Each line below is to be written out once more, precisely as given.

Extracted data entries:
───

use std::fmt::Display;
use std::path::PathBuf;
use std::str::FromStr;

use crate::config::profile::{ValidationProfile, ValidationThresholds};
use crate::config::ConfigError;

pub const MODEL_PATH_KEY: &str         = "NEUROSCAN_MODEL_PATH";
pub const IMAGE_SIZE_KEY: &str         = "NEUROSCAN_IMAGE_SIZE";
pub const PROFILE_KEY: &str            = "NEUROSCAN_VALIDATION_PROFILE";
pub const THRESHOLDS_FILE_KEY: &str    = "NEUROSCAN_THRESHOLDS_FILE";
pub const CLASS_DIR_KEY: &str          = "NEUROSCAN_CLASS_DIR";
pub const UPLOAD_DIR_KEY: &str         = "NEUROSCAN_UPLOAD_DIR";
pub const MAX_UPLOAD_SIZE_KEY: &str    = "NEUROSCAN_MAX_UPLOAD_SIZE";
pub const BIND_ADDR_KEY: &str          = "NEUROSCAN_BIND_ADDR";
pub const LOW_CONFIDENCE_KEY: &str     = "NEUROSCAN_LOW_CONFIDENCE";
pub const LOG_KEY: &str                = "NEUROSCAN_LOG";

/// Runtime settings, read once at startup.
#[derive(Debug, Clone)]
pub struct Settings {
    /// JSON model artifact consumed by the classifier adapter.
    pub model_path: PathBuf,
    /// Side length of the square classifier input.
    pub image_size: u32,
    pub profile: ValidationProfile,
    /// Effective thresholds: the profile's set, or the thresholds file if given.
    pub thresholds: ValidationThresholds,
    /// File the thresholds were loaded from, replacing the profile's set.
    pub thresholds_file: Option<PathBuf>,
    /// Directory whose sub-folders name the classes.
    pub class_dir: PathBuf,
    pub upload_dir: PathBuf,
    /// Upload limit in bytes.
    pub max_upload_size: usize,
    pub bind_addr: String,
    /// Top-prediction confidence below which an advisory note is attached.
    pub low_confidence_threshold: f64,
    /// Default tracing filter when `RUST_LOG` is unset.
    pub log_filter: String,
}

impl Default for Settings {
    fn default() -> Self {
        Settings {
            model_path: PathBuf::from("models/brain_tumor_model.json"),
            image_size: 150,
            profile: ValidationProfile::Strict,
            thresholds: ValidationThresholds::strict(),
            thresholds_file: None,
            class_dir: PathBuf::from("static/Brain Folders/Training"),
            upload_dir: PathBuf::from("static/uploads"),
            max_upload_size: 10 * 1024 * 1024,
            bind_addr: "127.0.0.1:8000".to_owned(),
            low_confidence_threshold: 0.6,
            log_filter: "info".to_owned(),
        }
    }
}

impl Settings {
    /// Loads `.env` (if present) and reads the process environment.
    pub fn from_env() -> Result<Settings, ConfigError> {
        dotenv::dotenv().ok();
        Settings::from_lookup(|key| std::env::var(key).ok())
    }

    /// Builds settings from an arbitrary key lookup; unset keys keep their
    /// defaults.
    pub fn from_lookup<F>(lookup: F) -> Result<Settings, ConfigError>
    where
        F: Fn(&str) -> Option<String>,
    {
        let defaults = Settings::default();
        let get = |key: &str| lookup(key).map(|v| v.trim().to_owned()).filter(|v| !v.is_empty());

        let image_size: u32 = parse_or(&get, IMAGE_SIZE_KEY, defaults.image_size)?;
        if image_size == 0 {
            return Err(invalid(IMAGE_SIZE_KEY, "0", "must be at least 1"));
        }

        let profile: ValidationProfile = parse_or(&get, PROFILE_KEY, defaults.profile)?;
        let thresholds_file = get(THRESHOLDS_FILE_KEY).map(PathBuf::from);
        let thresholds = match &thresholds_file {
            Some(path) => ValidationThresholds::load_json(path)?,
            None => profile.thresholds(),
        };

        let low_confidence_threshold: f64 =
            parse_or(&get, LOW_CONFIDENCE_KEY, defaults.low_confidence_threshold)?;
        if !(low_confidence_threshold > 0.0 && low_confidence_threshold <= 1.0) {
            return Err(invalid(
                LOW_CONFIDENCE_KEY,
                &low_confidence_threshold.to_string(),
                "must lie within (0, 1]",
            ));
        }

        Ok(Settings {
            model_path: get(MODEL_PATH_KEY).map(PathBuf::from).unwrap_or(defaults.model_path),
            image_size,
            profile,
            thresholds,
            thresholds_file,
            class_dir: get(CLASS_DIR_KEY).map(PathBuf::from).unwrap_or(defaults.class_dir),
            upload_dir: get(UPLOAD_DIR_KEY).map(PathBuf::from).unwrap_or(defaults.upload_dir),
            max_upload_size: parse_or(&get, MAX_UPLOAD_SIZE_KEY, defaults.max_upload_size)?,
            bind_addr: get(BIND_ADDR_KEY).unwrap_or(defaults.bind_addr),
            low_confidence_threshold,
            log_filter: get(LOG_KEY).unwrap_or(defaults.log_filter),
        })
    }

    /// `"custom"` when a thresholds file replaced the profile's set,
    /// otherwise the profile name.
    pub fn validation_profile_name(&self) -> &'static str {
        match self.thresholds_file {
            Some(_) => "custom",
            None => self.profile.as_str(),
        }
    }

    /// File name of the model artifact, reported as the model version.
    pub fn model_name(&self) -> String {
        self.model_path
            .file_name()
            .map(|n| n.to_string_lossy().into_owned())
            .unwrap_or_default()
    }
}

fn parse_or<T, G>(get: &G, key: &'static str, default: T) -> Result<T, ConfigError>
where
    T: FromStr,
    T::Err: Display,
    G: Fn(&str) -> Option<String>,
{
    match get(key) {
        None => Ok(default),
        Some(raw) => raw.parse::<T>().map_err(|e| invalid(key, &raw, &e.to_string())),
    }
}

fn invalid(key: &'static str, value: &str, reason: &str) -> ConfigError {
    ConfigError::Invalid { key, value: value.to_owned(), reason: reason.to_owned() }
}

───

Exercise answer
use std::fmt::Display;
use std::path::PathBuf;
use std::str::FromStr;

use crate::config::profile::{ValidationProfile, ValidationThresholds};
use crate::config::ConfigError;

pub const MODEL_PATH_KEY: &str         = "NEUROSCAN_MODEL_PATH";
pub const IMAGE_SIZE_KEY: &str         = "NEUROSCAN_IMAGE_SIZE";
pub const PROFILE_KEY: &str            = "NEUROSCAN_VALIDATION_PROFILE";
pub const THRESHOLDS_FILE_KEY: &str    = "NEUROSCAN_THRESHOLDS_FILE";
pub const CLASS_DIR_KEY: &str          = "NEUROSCAN_CLASS_DIR";
pub const UPLOAD_DIR_KEY: &str         = "NEUROSCAN_UPLOAD_DIR";
pub const MAX_UPLOAD_SIZE_KEY: &str    = "NEUROSCAN_MAX_UPLOAD_SIZE";
pub const BIND_ADDR_KEY: &str          = "NEUROSCAN_BIND_ADDR";
pub const LOW_CONFIDENCE_KEY: &str     = "NEUROSCAN_LOW_CONFIDENCE";
pub const LOG_KEY: &str                = "NEUROSCAN_LOG";

/// Runtime settings, read once at startup.
#[derive(Debug, Clone)]
pub struct Settings {
    /// JSON model artifact consumed by the classifier adapter.
    pub model_path: PathBuf,
    /// Side length of the square classifier input.
    pub image_size: u32,
    pub profile: ValidationProfile,
    /// Effective thresholds: the profile's set, or the thresholds file if given.
    pub thresholds: ValidationThresholds,
    /// File the thresholds were loaded from, replacing the profile's set.
    pub thresholds_file: Option<PathBuf>,
    /// Directory whose sub-folders name the classes.
    pub class_dir: PathBuf,
    pub upload_dir: PathBuf,
    /// Upload limit in bytes.
    pub max_upload_size: usize,
    pub bind_addr: String,
    /// Top-prediction confidence below which an advisory note is attached.
    pub low_confidence_threshold: f64,
    /// Default tracing filter when `RUST_LOG` is unset.
    pub log_filter: String,
}

impl Default for Settings {
    fn default() -> Self {
        Settings {
            model_path: PathBuf::from("models/brain_tumor_model.json"),
            image_size: 150,
            profile: ValidationProfile::Strict,
            thresholds: ValidationThresholds::strict(),
            thresholds_file: None,
            class_dir: PathBuf::from("static/Brain Folders/Training"),
            upload_dir: PathBuf::from("static/uploads"),
            max_upload_size: 10 * 1024 * 1024,
            bind_addr: "127.0.0.1:8000".to_owned(),
            low_confidence_threshold: 0.6,
            log_filter: "info".to_owned(),
        }
    }
}

impl Settings {
    /// Loads `.env` (if present) and reads the process environment.
    pub fn from_env() -> Result<Settings, ConfigError> {
        dotenv::dotenv().ok();
        Settings::from_lookup(|key| std::env::var(key).ok())
    }

    /// Builds settings from an arbitrary key lookup; unset keys keep their
    /// defaults.
    pub fn from_lookup<F>(lookup: F) -> Result<Settings, ConfigError>
    where
        F: Fn(&str) -> Option<String>,
    {
        let defaults = Settings::default();
        let get = |key: &str| lookup(key).map(|v| v.trim().to_owned()).filter(|v| !v.is_empty());

        let image_size: u32 = parse_or(&get, IMAGE_SIZE_KEY, defaults.image_size)?;
        if image_size == 0 {
            return Err(invalid(IMAGE_SIZE_KEY, "0", "must be at least 1"));
        }

        let profile: ValidationProfile = parse_or(&get, PROFILE_KEY, defaults.profile)?;
        let thresholds_file = get(THRESHOLDS_FILE_KEY).map(PathBuf::from);
        let thresholds = match &thresholds_file {
            Some(path) => ValidationThresholds::load_json(path)?,
            None => profile.thresholds(),
        };

        let low_confidence_threshold: f64 =
            parse_or(&get, LOW_CONFIDENCE_KEY, defaults.low_confidence_threshold)?;
        if !(low_confidence_threshold > 0.0 && low_confidence_threshold <= 1.0) {
            return Err(invalid(
                LOW_CONFIDENCE_KEY,
                &low_confidence_threshold.to_string(),
                "must lie within (0, 1]",
            ));
        }

        Ok(Settings {
            model_path: get(MODEL_PATH_KEY).map(PathBuf::from).unwrap_or(defaults.model_path),
            image_size,
            profile,
            thresholds,
            thresholds_file,
            class_dir: get(CLASS_DIR_KEY).map(PathBuf::from).unwrap_or(defaults.class_dir),
            upload_dir: get(UPLOAD_DIR_KEY).map(PathBuf::from).unwrap_or(defaults.upload_dir),
            max_upload_size: parse_or(&get, MAX_UPLOAD_SIZE_KEY, defaults.max_upload_size)?,
            bind_addr: get(BIND_ADDR_KEY).unwrap_or(defaults.bind_addr),
            low_confidence_threshold,
            log_filter: get(LOG_KEY).unwrap_or(defaults.log_filter),
        })
    }

    /// `"custom"` when a thresholds file replaced the profile's set,
    /// otherwise the profile name.
    pub fn validation_profile_name(&self) -> &'static str {
        match self.thresholds_file {
            Some(_) => "custom",
            None => self.profile.as_str(),
        }
    }

    /// File name of the model artifact, reported as the model version.
    pub fn model_name(&self) -> String {
        self.model_path
            .file_name()
            .map(|n| n.to_string_lossy().into_owned())
            .unwrap_or_default()
    }
}

fn parse_or<T, G>(get: &G, key: &'static str, default: T) -> Result<T, ConfigError>
where
    T: FromStr,
    T::Err: Display,
    G: Fn(&str) -> Option<String>,
{
    match get(key) {
        None => Ok(default),
        Some(raw) => raw.parse::<T>().map_err(|e| invalid(key, &raw, &e.to_string())),
    }
}

fn invalid(key: &'static str, value: &str, reason: &str) -> ConfigError {
    ConfigError::Invalid { key, value: value.to_owned(), reason: reason.to_owned() }
}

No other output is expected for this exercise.